*What is needed*: Go through the records and give the number of lines that include "misses", with nothing else.
___ Record extracts ___
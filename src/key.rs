//! Caller-supplied keys and their stable storage form.

/// A cache key: any value that can be deterministically rendered as a stable
/// storage key.
///
/// The storage key is what the in-memory index and the SQLite rows are keyed
/// by, so the conversion must be injective within one namespace: two keys that
/// render to the same string are the same entry. Implementations must return
/// the same string across process restarts (no per-process hashing).
pub trait CacheKey {
    fn storage_key(&self) -> String;
}

impl CacheKey for str {
    fn storage_key(&self) -> String {
        self.to_owned()
    }
}

impl CacheKey for String {
    fn storage_key(&self) -> String {
        self.clone()
    }
}

impl CacheKey for u64 {
    fn storage_key(&self) -> String {
        self.to_string()
    }
}

impl CacheKey for i64 {
    fn storage_key(&self) -> String {
        self.to_string()
    }
}

impl CacheKey for u32 {
    fn storage_key(&self) -> String {
        self.to_string()
    }
}

impl<K: CacheKey + ?Sized> CacheKey for &K {
    fn storage_key(&self) -> String {
        (**self).storage_key()
    }
}
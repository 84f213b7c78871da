//! The public cache facade: one in-memory [`LruIndex`] write-through-mirrored
//! in one [`SqliteStore`], coordinated behind a single mutex.

use crate::codec;
use crate::config::CacheConfig;
use crate::errors::{CacheError, StoreError};
use crate::fsutil;
use crate::index::{IndexEntry, LruIndex};
use crate::key::CacheKey;
use crate::logger;
use crate::metrics::{CacheMetrics, CacheMetricsSnapshot};
use crate::store::SqliteStore;
use parking_lot::Mutex;
use serde::Serialize;
use serde::de::DeserializeOwned;
use std::path::{Path, PathBuf};
use std::sync::Arc;

/// A persistently-backed LRU cache over values of type `V`.
///
/// Handles are cheap to clone and share one index, one store connection and
/// one metrics block. Reads hit the in-memory index first and fall through to
/// the store; writes go through to the store before returning. Dropping every
/// handle closes the store file; the entries stay on disk for the next open.
pub struct Cache<V> {
    shared: Arc<Shared<V>>,
}

impl<V> Clone for Cache<V> {
    fn clone(&self) -> Self {
        Self { shared: Arc::clone(&self.shared) }
    }
}

struct Shared<V> {
    namespace: String,
    store_path: PathBuf,
    compression_threshold: usize,
    metrics: CacheMetrics,
    state: Mutex<Inner<V>>,
}

struct Inner<V> {
    index: LruIndex<V>,
    store: SqliteStore,
    next_recency: u64,
}

impl<V> Inner<V> {
    fn next_token(&mut self) -> u64 {
        let token = self.next_recency;
        self.next_recency += 1;
        token
    }

    /// Cascade index evictions to the store so evicted keys leave no row
    /// behind.
    fn cascade_evictions(&mut self, metrics: &CacheMetrics, evicted: Vec<String>) {
        for key in evicted {
            CacheMetrics::incr(&metrics.evictions);
            if let Err(err) = self.store.delete(&key) {
                CacheMetrics::incr(&metrics.store_errors);
                log::error!("failed to delete evicted entry '{key}': {err}");
            }
        }
    }
}

impl<V> Cache<V>
where
    V: Serialize + DeserializeOwned + Clone,
{
    /// Opens (or creates) the cache for `config.namespace`, wiping persisted
    /// entries on a version mismatch and rehydrating the in-memory index from
    /// the surviving rows, newest first, up to the configured budgets.
    ///
    /// # Errors
    /// Fails when the namespace is empty, the store file cannot be opened or
    /// its schema applied, or the file belongs to a different namespace.
    pub fn open(config: CacheConfig) -> Result<Self, CacheError> {
        if config.namespace.is_empty() {
            return Err(CacheError::InvalidNamespace(config.namespace));
        }

        let store_path = fsutil::store_path(config.root_dir.as_deref(), &config.namespace);
        if config.log_to_disk {
            if let Some(dir) = store_path.parent() {
                let _ = logger::init_in(dir, &config.namespace);
            }
        }

        let mut store = SqliteStore::open(&store_path)?;
        let wiped = store.ensure_version(&config.namespace, config.version)?;
        if wiped {
            log::info!(
                "namespace '{}' bumped to version {}, persisted entries wiped",
                config.namespace,
                config.version
            );
        }

        let metrics = CacheMetrics::default();
        let mut index = LruIndex::new(config.count_limit, config.total_bytes_limit);

        let rows = store.scan_by_recency()?;
        let max_recency = rows.first().map_or(0, |row| row.recency);

        // Admit the newest rows while both budgets hold; the newest row is
        // always admitted, mirroring put-time eviction which never drops the
        // last remaining entry. The rest of the scan is over budget and gets
        // pruned from the store right away.
        let mut kept = Vec::new();
        let mut kept_bytes: u64 = 0;
        let mut prune_from = None;
        for row in rows {
            let fits_count = config.count_limit.map_or(true, |limit| kept.len() < limit.get());
            let fits_bytes = config.total_bytes_limit.map_or(true, |limit| {
                kept_bytes.saturating_add(row.size) <= limit.get()
            });
            if kept.is_empty() || (fits_count && fits_bytes) {
                kept_bytes = kept_bytes.saturating_add(row.size);
                kept.push(row);
            } else {
                prune_from = Some(row.recency);
                break;
            }
        }
        if let Some(recency) = prune_from {
            let pruned = store.delete_up_to(recency)?;
            CacheMetrics::add(&metrics.pruned, pruned as u64);
            log::info!("namespace '{}': pruned {pruned} over-budget rows", config.namespace);
        }

        // Oldest kept row goes in first so the index recency order matches
        // the persisted order.
        for row in kept.into_iter().rev() {
            match codec::decode_value::<V>(&row.payload) {
                Ok(value) => {
                    let evicted = index.put(row.key, IndexEntry { value, size: row.size });
                    for key in evicted {
                        let _ = store.delete(&key);
                    }
                }
                Err(err) => {
                    CacheMetrics::incr(&metrics.decode_failures);
                    log::warn!("dropping undecodable entry '{}': {err}", row.key);
                    if let Err(err) = store.delete(&row.key) {
                        log::error!("failed to drop entry '{}': {err}", row.key);
                    }
                }
            }
        }
        CacheMetrics::add(&metrics.rehydrated, index.len() as u64);
        log::debug!(
            "namespace '{}' ready: {} entries, {} bytes resident",
            config.namespace,
            index.len(),
            index.resident_bytes()
        );

        Ok(Self {
            shared: Arc::new(Shared {
                namespace: config.namespace,
                store_path,
                compression_threshold: config.compression_threshold,
                metrics,
                state: Mutex::new(Inner {
                    index,
                    store,
                    next_recency: max_recency.saturating_add(1),
                }),
            }),
        })
    }

    /// Retrieves the value cached for `key`, refreshing its recency.
    ///
    /// Returns `None` on a miss and for tombstoned keys (use
    /// [`contains_key`](Self::contains_key) to tell the two apart). A row
    /// resident only in the store is decoded and promoted into the index;
    /// rows that fail to decode are dropped and read as misses.
    pub fn get<K>(&self, key: &K) -> Option<V>
    where
        K: CacheKey + ?Sized,
    {
        let storage_key = key.storage_key();
        let metrics = &self.shared.metrics;
        let mut inner = self.shared.state.lock();

        if let Some(entry) = inner.index.get(&storage_key) {
            CacheMetrics::incr(&metrics.hits);
            return entry.value.clone();
        }

        match inner.store.get(&storage_key) {
            Ok(Some(row)) => match codec::decode_value::<V>(&row.payload) {
                Ok(value) => {
                    CacheMetrics::incr(&metrics.hits);
                    let result = value.clone();
                    let token = inner.next_token();
                    let evicted =
                        inner.index.put(storage_key.clone(), IndexEntry { value, size: row.size });
                    inner.cascade_evictions(metrics, evicted);
                    if let Err(err) = inner.store.touch(&storage_key, token) {
                        CacheMetrics::incr(&metrics.store_errors);
                        log::warn!("failed to touch promoted entry '{storage_key}': {err}");
                    }
                    result
                }
                Err(err) => {
                    CacheMetrics::incr(&metrics.decode_failures);
                    CacheMetrics::incr(&metrics.misses);
                    log::warn!("dropping undecodable entry '{storage_key}': {err}");
                    if let Err(err) = inner.store.delete(&storage_key) {
                        CacheMetrics::incr(&metrics.store_errors);
                        log::error!("failed to drop entry '{storage_key}': {err}");
                    }
                    None
                }
            },
            Ok(None) => {
                CacheMetrics::incr(&metrics.misses);
                None
            }
            Err(err) => {
                CacheMetrics::incr(&metrics.store_errors);
                CacheMetrics::incr(&metrics.misses);
                log::error!("store lookup for '{storage_key}' failed: {err}");
                None
            }
        }
    }

    /// Caches `value` for `key`, overwriting any previous entry. Passing
    /// `None` stores a tombstone: the key reads as `None` but counts as
    /// present, recording explicit absence.
    ///
    /// The entry is durable once this returns. Entries evicted to make room
    /// are deleted from the store as well. A store write failure keeps the
    /// entry resident in memory and is reported through the log and the
    /// `store_errors` counter.
    pub fn insert<K>(&self, key: &K, value: impl Into<Option<V>>)
    where
        K: CacheKey + ?Sized,
    {
        let storage_key = key.storage_key();
        let value = value.into();
        let payload = match codec::encode_value(value.as_ref(), self.shared.compression_threshold)
        {
            Ok(payload) => payload,
            Err(err) => {
                log::error!("failed to encode value for '{storage_key}': {err}");
                return;
            }
        };
        let size = payload.len() as u64;
        let tombstone = value.is_none();
        let metrics = &self.shared.metrics;

        let mut inner = self.shared.state.lock();
        let token = inner.next_token();
        let evicted = inner.index.put(storage_key.clone(), IndexEntry { value, size });
        if let Err(err) = inner.store.put(&storage_key, &payload, size, token, tombstone) {
            CacheMetrics::incr(&metrics.store_errors);
            log::error!("failed to persist '{storage_key}': {err}");
        }
        inner.cascade_evictions(metrics, evicted);
        CacheMetrics::incr(&metrics.inserts);
    }

    /// Removes the entry for `key` from index and store. Returns whether an
    /// entry (value or tombstone) was present.
    pub fn remove<K>(&self, key: &K) -> bool
    where
        K: CacheKey + ?Sized,
    {
        let storage_key = key.storage_key();
        let metrics = &self.shared.metrics;
        let mut inner = self.shared.state.lock();

        let in_index = inner.index.remove(&storage_key).is_some();
        let in_store = match inner.store.delete(&storage_key) {
            Ok(deleted) => deleted,
            Err(err) => {
                CacheMetrics::incr(&metrics.store_errors);
                log::error!("failed to delete '{storage_key}': {err}");
                false
            }
        };
        let removed = in_index || in_store;
        if removed {
            CacheMetrics::incr(&metrics.removes);
        }
        removed
    }

    /// Drops every entry in the namespace, in memory and on disk.
    ///
    /// # Errors
    /// Unlike the per-key operations this surfaces store failures, since a
    /// half-cleared namespace would silently resurface on the next open.
    pub fn clear(&self) -> Result<(), StoreError> {
        let mut inner = self.shared.state.lock();
        inner.index.clear();
        inner.store.delete_all()
    }

    /// Whether a live entry (value or tombstone) exists for `key`, without
    /// refreshing recency.
    pub fn contains_key<K>(&self, key: &K) -> bool
    where
        K: CacheKey + ?Sized,
    {
        let storage_key = key.storage_key();
        let inner = self.shared.state.lock();
        if inner.index.contains(&storage_key) {
            return true;
        }
        match inner.store.exists(&storage_key) {
            Ok(found) => found,
            Err(err) => {
                CacheMetrics::incr(&self.shared.metrics.store_errors);
                log::error!("store presence check for '{storage_key}' failed: {err}");
                false
            }
        }
    }

    /// Point-in-time metrics, including residency gauges.
    #[must_use]
    pub fn metrics_snapshot(&self) -> CacheMetricsSnapshot {
        let inner = self.shared.state.lock();
        self.shared.metrics.snapshot(inner.index.len() as u64, inner.index.resident_bytes())
    }

    #[must_use]
    pub fn namespace(&self) -> &str {
        &self.shared.namespace
    }

    /// Path of the backing store file.
    #[must_use]
    pub fn store_path(&self) -> &Path {
        &self.shared.store_path
    }

    /// Tears the cache down: closes the store and deletes its files. Meant
    /// for tests and explicit resets, not normal operation.
    ///
    /// # Errors
    /// Returns [`CacheError::Busy`] while other handles exist, and surfaces
    /// file removal failures.
    pub fn destroy(self) -> Result<(), CacheError> {
        let shared = Arc::try_unwrap(self.shared).map_err(|_| CacheError::Busy)?;
        let inner = shared.state.into_inner();
        let path = inner.store.into_path();
        fsutil::remove_store_files(&path).map_err(StoreError::Io)?;
        Ok(())
    }
}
___
*Task solution*: 4